This is somewhat off-topic, however one thing that I'd like to have
documented in here is that John the Ripper can in fact be used as a
"wordlist generator".  The --stdout option makes JtR output the
candidate passwords that it would be trying, and you can redirect the
output to a file or pipe it into another program.

On Wed, Dec 13, 2006 at 10:37:09AM -0500, RV Tec wrote:
> I've lost a password of a proprietary software.

If you have a copy of this program, then you can likely either extract
the password from it (if the password is stored in plaintext or in a
reversible form) or patch it to bypass the check.  However, these
actions might violate your license terms for the program.

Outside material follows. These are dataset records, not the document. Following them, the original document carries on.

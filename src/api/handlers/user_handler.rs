//! User handlers.
//!
//! Every operation answers `200 OK`. A user that does not exist is not an
//! error: reads return `{}` and writes do nothing.

use axum::{
    extract::{Path, State},
    response::Json,
    routing::get,
    Router,
};
use serde_json::Value;

use crate::api::extractors::JsonBody;
use crate::api::AppState;
use crate::domain::{User, UserFields};
use crate::errors::AppResult;
use crate::services::UserLookup;

/// Create user routes
pub fn user_routes() -> Router<AppState> {
    Router::new()
        .route("/", get(list_users).post(create_user))
        .route("/:id", get(get_user).put(update_user).delete(delete_user))
}

/// Create a user
#[utoipa::path(
    post,
    path = "/api/users",
    tag = "Users",
    request_body = UserFields,
    responses(
        (status = 200, description = "The submitted body, unchanged", body = UserFields),
        (status = 400, description = "Malformed JSON body")
    )
)]
pub async fn create_user(
    State(state): State<AppState>,
    JsonBody(body): JsonBody,
) -> AppResult<Json<Value>> {
    let echoed = state.user_service.create(body).await?;
    Ok(Json(echoed))
}

/// List all users
#[utoipa::path(
    get,
    path = "/api/users",
    tag = "Users",
    responses(
        (status = 200, description = "Every stored user", body = Vec<User>)
    )
)]
pub async fn list_users(State(state): State<AppState>) -> AppResult<Json<Vec<User>>> {
    let users = state.user_service.list().await?;
    Ok(Json(users))
}

/// Get user by ID
#[utoipa::path(
    get,
    path = "/api/users/{id}",
    tag = "Users",
    params(
        ("id" = String, Path, description = "User ID")
    ),
    responses(
        (status = 200, description = "The user, or `{}` when no user has this id", body = User)
    )
)]
pub async fn get_user(
    State(state): State<AppState>,
    Path(id): Path<String>,
) -> AppResult<Json<UserLookup>> {
    let user = state.user_service.read_one(&id).await?;
    Ok(Json(user))
}

/// Update user
#[utoipa::path(
    put,
    path = "/api/users/{id}",
    tag = "Users",
    params(
        ("id" = String, Path, description = "User ID")
    ),
    request_body = UserFields,
    responses(
        (status = 200, description = "The submitted body, unchanged", body = UserFields),
        (status = 400, description = "Malformed JSON body")
    )
)]
pub async fn update_user(
    State(state): State<AppState>,
    Path(id): Path<String>,
    JsonBody(body): JsonBody,
) -> AppResult<Json<Value>> {
    let echoed = state.user_service.update(&id, body).await?;
    Ok(Json(echoed))
}

/// Delete user
#[utoipa::path(
    delete,
    path = "/api/users/{id}",
    tag = "Users",
    params(
        ("id" = String, Path, description = "User ID")
    ),
    responses(
        (status = 200, description = "The request body, or `{}` when none was sent")
    )
)]
pub async fn delete_user(
    State(state): State<AppState>,
    Path(id): Path<String>,
    JsonBody(body): JsonBody,
) -> AppResult<Json<Value>> {
    let echoed = state.user_service.delete(&id, body).await?;
    Ok(Json(echoed))
}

> Actually, it's a passphrase, and I'm only missing the case combination.
...
> I've already put up a shell script to brute force this mentioned software, 
> but I need to assemble a wordlist. The problem is that I havent found a 
> way of building a wordlist with all the case combination from a 
> passphrase.

You do not need these combinations stored in a "wordlist" file.  You
merely implement a trivial script (e.g., in Perl) that both generates
candidate passwords and tries them against your program.

> Does anynone have any clues on how I can proceed? Does anyone know a 
> software (UNIX or Windows, whatever) that makes this possible?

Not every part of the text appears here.